First off, Three men In a Boat by Jerome K Jerome. I felt it was very dragged and slow and there wasn’t much happening . This book is often called one of the funniest books ever written and yes, I agree some bits were amusing but most of the time the comedy just felt slapstick and not that funny. We were asked to read this for school and that might be why I didn’t like it but I struggled to finish it and that’s why its right here(For the sake of one of my friends who simply loves the book.). The issue, I simply deduced was that the jokes, called timeless on the cover itself ironically, were anything but. They felt like they’d lost their appeal to the ravages of time. So, how was this a classic?
Secondly, Catcher In the Rye by J.D Salinger. Hailed and heralded to be ‘ the coming of age story’ every teenager should absolutely read, I was highly disappointed. This was one where the lack of time-less-ness really struck, I could see that it must have been great at the time it was written as I read it, but I just did not relate at absolutely any level. I read it ,but I didn’t enjoy it so much. The question again being, how was this a classic?
Next, My Family and The Other Animals by Gerald Durrell. This book was said to be very hilarious and very timeless but it ended up boring me and being reduced to nothing but a animal fact book.

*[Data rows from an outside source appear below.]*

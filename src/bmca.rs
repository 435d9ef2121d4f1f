//! Best Master Clock Algorithm and foreign master bookkeeping.
//!
//! The comparator is a plain lexicographic ordering over
//! `(priority1, clockClass, clockAccuracy, offsetScaledLogVariance,
//! priority2, clockIdentity)`, lower wins. It runs on every received
//! Announce and on the periodic tick; unchanged winners produce no state
//! change, so transitions are idempotent.

use log::{debug, info};
use std::net::SocketAddr;

use crate::ptp::{AnnounceBody, ClockIdentity, ClockQuality, Header};

// ============================================================================
// FOREIGN MASTER TABLE
// ============================================================================

#[derive(Debug, Clone, Copy, PartialEq, Eq)]
pub struct ForeignMaster {
    pub clock_identity: ClockIdentity,
    pub source_address: SocketAddr,
    pub priority1: u8,
    pub priority2: u8,
    pub clock_quality: ClockQuality,
    pub steps_removed: u16,
    pub time_source: u8,
    pub last_announce_time_ns: i64,
    pub last_sequence_id: u16,
    pub valid: bool,
}

/// Why an Announce was not taken into the table.
#[derive(Debug, Clone, Copy, PartialEq, Eq)]
pub enum AnnounceDrop {
    DomainMismatch,
    SequenceRegression,
}

/// Bounded set of observed remote masters. On overflow the slot with the
/// oldest Announce is reused; entries age out at N announce intervals.
#[derive(Debug)]
pub struct ForeignMasterTable {
    slots: Vec<Option<ForeignMaster>>,
    timeout_ns: i64,
    domain: u8,
    pub dropped: u64,
}

impl ForeignMasterTable {
    pub fn new(capacity: usize, domain: u8, announce_interval_ms: u64, multiplier: u32) -> Self {
        ForeignMasterTable {
            slots: vec![None; capacity],
            timeout_ns: announce_interval_ms as i64 * 1_000_000 * multiplier as i64,
            domain,
            dropped: 0,
        }
    }

    /// Fold one received Announce into the table.
    pub fn observe(
        &mut self,
        header: &Header,
        body: &AnnounceBody,
        src: SocketAddr,
        now_ns: i64,
    ) -> Result<(), AnnounceDrop> {
        if header.domain_number != self.domain {
            self.dropped += 1;
            return Err(AnnounceDrop::DomainMismatch);
        }

        let id = body.grandmaster_identity;

        if let Some(slot) = self
            .slots
            .iter_mut()
            .flatten()
            .find(|m| m.clock_identity == id)
        {
            // Wrapping compare: a replayed or reordered Announce is dropped.
            let delta = header.sequence_id.wrapping_sub(slot.last_sequence_id);
            if slot.valid && (delta == 0 || delta >= 0x8000) {
                self.dropped += 1;
                return Err(AnnounceDrop::SequenceRegression);
            }
            slot.source_address = src;
            slot.priority1 = body.grandmaster_priority1;
            slot.priority2 = body.grandmaster_priority2;
            slot.clock_quality = body.grandmaster_clock_quality;
            slot.steps_removed = body.steps_removed;
            slot.time_source = body.time_source;
            slot.last_announce_time_ns = now_ns;
            slot.last_sequence_id = header.sequence_id;
            slot.valid = true;
            return Ok(());
        }

        let entry = ForeignMaster {
            clock_identity: id,
            source_address: src,
            priority1: body.grandmaster_priority1,
            priority2: body.grandmaster_priority2,
            clock_quality: body.grandmaster_clock_quality,
            steps_removed: body.steps_removed,
            time_source: body.time_source,
            last_announce_time_ns: now_ns,
            last_sequence_id: header.sequence_id,
            valid: true,
        };

        // Prefer an empty or invalid slot, else evict the stalest.
        if let Some(slot) = self.slots.iter_mut().find(|s| s.is_none()) {
            *slot = Some(entry);
        } else if let Some(slot) = self
            .slots
            .iter_mut()
            .min_by_key(|s| s.as_ref().map_or(i64::MIN, |m| m.last_announce_time_ns))
        {
            if let Some(evicted) = slot.as_ref() {
                debug!("[BMCA] table full, reusing slot of {}", evicted.clock_identity);
            }
            *slot = Some(entry);
        }
        Ok(())
    }

    /// Invalidate entries whose Announce stream went quiet.
    pub fn age_out(&mut self, now_ns: i64) {
        for slot in self.slots.iter_mut().flatten() {
            if slot.valid && now_ns - slot.last_announce_time_ns > self.timeout_ns {
                info!("[BMCA] foreign master {} aged out", slot.clock_identity);
                slot.valid = false;
            }
        }
    }

    pub fn valid_masters(&self) -> impl Iterator<Item = &ForeignMaster> {
        self.slots.iter().flatten().filter(|m| m.valid)
    }

    pub fn get(&self, id: ClockIdentity) -> Option<&ForeignMaster> {
        self.slots
            .iter()
            .flatten()
            .find(|m| m.valid && m.clock_identity == id)
    }
}

// ============================================================================
// COMPARATOR
// ============================================================================

/// The local clock's dataset as fed to the comparator.
#[derive(Debug, Clone, Copy)]
pub struct LocalDataset {
    pub priority1: u8,
    pub clock_quality: ClockQuality,
    pub priority2: u8,
    pub clock_identity: ClockIdentity,
}

fn comparison_key(
    priority1: u8,
    quality: ClockQuality,
    priority2: u8,
    identity: ClockIdentity,
) -> (u8, u8, u8, u16, u8, [u8; 8]) {
    (
        priority1,
        quality.clock_class,
        quality.clock_accuracy,
        quality.offset_scaled_log_variance,
        priority2,
        identity.0,
    )
}

#[derive(Debug, Clone, Copy, PartialEq, Eq)]
pub enum BmcaDecision {
    LocalBest,
    ForeignBest(ClockIdentity),
}

/// Pick the best master from the local dataset plus every valid foreign
/// entry. Lower key wins; the clock identity is the final tie break, so the
/// outcome is total and deterministic.
pub fn run_bmca(local: &LocalDataset, table: &ForeignMasterTable) -> BmcaDecision {
    let local_key = comparison_key(
        local.priority1,
        local.clock_quality,
        local.priority2,
        local.clock_identity,
    );

    let best_foreign = table.valid_masters().min_by_key(|m| {
        comparison_key(m.priority1, m.clock_quality, m.priority2, m.clock_identity)
    });

    match best_foreign {
        Some(m)
            if comparison_key(m.priority1, m.clock_quality, m.priority2, m.clock_identity)
                < local_key =>
        {
            BmcaDecision::ForeignBest(m.clock_identity)
        }
        _ => BmcaDecision::LocalBest,
    }
}

// ============================================================================
// PORT STATE MACHINE
// ============================================================================

#[derive(Debug, Clone, Copy, PartialEq, Eq)]
pub enum PortState {
    Initializing,
    Listening,
    Master,
    Slave,
}

impl PortState {
    pub fn as_str(&self) -> &'static str {
        match self {
            PortState::Initializing => "INITIALIZING",
            PortState::Listening => "LISTENING",
            PortState::Master => "MASTER",
            PortState::Slave => "SLAVE",
        }
    }
}

/// PTP port whose transitions are driven solely by BMCA outcomes.
#[derive(Debug)]
pub struct PtpPort {
    state: PortState,
    selected_master: Option<ClockIdentity>,
}

impl PtpPort {
    pub fn new() -> Self {
        PtpPort {
            state: PortState::Initializing,
            selected_master: None,
        }
    }

    /// Startup complete; begin qualifying masters.
    pub fn enable(&mut self) {
        if self.state == PortState::Initializing {
            self.state = PortState::Listening;
        }
    }

    /// Apply a BMCA outcome. Returns true when the port state changed.
    pub fn apply(&mut self, decision: BmcaDecision) -> bool {
        if self.state == PortState::Initializing {
            return false;
        }
        let (new_state, new_master) = match decision {
            BmcaDecision::LocalBest => (PortState::Master, None),
            BmcaDecision::ForeignBest(id) => (PortState::Slave, Some(id)),
        };
        if new_state == self.state && new_master == self.selected_master {
            return false;
        }
        info!(
            "[BMCA] port {} -> {}{}",
            self.state.as_str(),
            new_state.as_str(),
            new_master
                .map(|id| format!(" (master {})", id))
                .unwrap_or_default()
        );
        self.state = new_state;
        self.selected_master = new_master;
        true
    }

    pub fn state(&self) -> PortState {
        self.state
    }

    pub fn selected_master(&self) -> Option<ClockIdentity> {
        self.selected_master
    }
}

impl Default for PtpPort {
    fn default() -> Self {
        Self::new()
    }
}

// ============================================================================
// TESTS
// ============================================================================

Again, I read this for school so maybe that was why I didn’t like it so much.The question, for the third time being, how was this a classic?
I had began believing that a book being ‘classic’ was just a fad and in all honesty, the best the book could be was a one-time read. But then, I read one real jewel. The one book I call ‘classic’ proudly and maybe there’s more like it that I simply haven’t read. This did what I thought and expected a classic to do, it stirred my very soul. This one being, To Kill A Mockingbird, By Harper Lee. This book was funny, sad, emotional, relatable and respected, all at the same time. It was timeless, truly, it talked about a time and place I had never been in and I could still relate, still laugh, still experience and still be affected. This is one of absolute favourite books and I like it the all the more because it broke my rather concreted belief that classics are anything but classic.
So, to answer the topic, Are Classics ‘Classic’? I’d say it depends on you, the kind of person you are, your age, your mental frame and your beliefs. For all of us, something will be classic, while for others, it won’t.